Chromatography Forum

current HiVac 8.17e-06

Changing from constant pressure to constant flow might account for the differences - at constant pressure the flow when the oven is hot is slower than at the beginning of the programme, while with constant flow it stays the same throughout. The faster flow at high temperature with constant flow carries more column bleed per unit time to the detector, hence more baseline drift, and the increased flow means that the peaks are moving through the column at different temperatures, so you get a change in selectivity which moves the peaks relative to one another. The difference in flow will also make the peaks narrower, so they will be taller for a given quantity of analyte.

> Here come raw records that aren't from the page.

//! Shared HTTP client configuration and bounded response helpers.

use std::io::{self, Read};
use std::sync::OnceLock;
use std::time::Duration;

const CONNECT_TIMEOUT: Duration = Duration::from_secs(10);
const READ_TIMEOUT: Duration = Duration::from_secs(30);
const WRITE_TIMEOUT: Duration = Duration::from_secs(30);

/// Return a shared HTTP agent with consistent timeouts.
pub(crate) fn agent() -> &'static ureq::Agent {
    static AGENT: OnceLock<ureq::Agent> = OnceLock::new();
    AGENT.get_or_init(|| {
        ureq::AgentBuilder::new()
            .timeout_connect(CONNECT_TIMEOUT)
            .timeout_read(READ_TIMEOUT)
            .timeout_write(WRITE_TIMEOUT)
            .build()
    })
}

/// Read a response into memory, enforcing a maximum byte size.
pub(crate) fn read_response_bytes(
    response: ureq::Response,
    max_bytes: usize,
) -> Result<Vec<u8>, io::Error> {
    check_content_length(&response, max_bytes)?;
    let reader = response.into_reader();
    let mut limited = reader.take(max_bytes as u64 + 1);
    let mut bytes = Vec::new();
    limited.read_to_end(&mut bytes)?;
    if bytes.len() > max_bytes {
        return Err(io::Error::new(
            io::ErrorKind::InvalidData,
            format!("Response exceeded {max_bytes} bytes"),
        ));
    }
    Ok(bytes)
}

fn check_content_length(response: &ureq::Response, max_bytes: usize) -> Result<(), io::Error> {
    let Some(length) = response.header("Content-Length") else {
        return Ok(());
    };
    let Ok(length) = length.parse::<u64>() else {
        return Ok(());
    };
    if length > max_bytes as u64 {
        return Err(io::Error::new(
            io::ErrorKind::InvalidData,
            format!("Response too large: {length} bytes"),
        ));
    }
    Ok(())
}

At a split ratio of 2:1 the gas controls will struggle to maintain flows and pressures because the total flow is too low. Either go to splitless (with a purge flow of at least 20 ml/min), or increase the split ratio to 10:1.

Peter

With your original question of how to produce results like those obtained from the previous method. The only concern I have in looking at the chormatogram is the lack of resolution between 20:0 and 20:5. There are a couple of possibilites on thise - well actually three.

1) Since these did separate better on the longer column and lower flow, you may be able to run the separation with a slightly lower column flow and get that resoluion back. The colulmn will work well with a linear velocity down to about 23 cm/sec. You are proabably not going to want to get this low because lower head pressure on the column allows more air to diffuse into the inlet and you see it in the background of the mass spectrometer.

2) Try a slightly slower ramp through that portion of the chromatogram. I would suggest slowing the whole ramp down by just a degree per minute or so, just to see if it has a positive effect.

3) Given the degree of resolution, you may have adequate separation for the work that you are doing.

With any approach, you need to answer some questions that take you away from running a standard mixture: How does the chromatogram look with real samples? Do you see two peaks where you have both compunds present at widely differing concentrations? Does overloading of the column generate peaks so large that they swallow up neighbors?

Adjust as you feel that you may need and then take some samples and run them with your revised method. Check to see if the results match up with those obtained previously on the old method. You need to do this across the range of sample types you see and with enough samples in each sample type to detect any difference you would see in results. The question of how many samples is answered with the maximum allowed bias from your application, the variability you see in a few injections, and the computations for a power table (statistics book).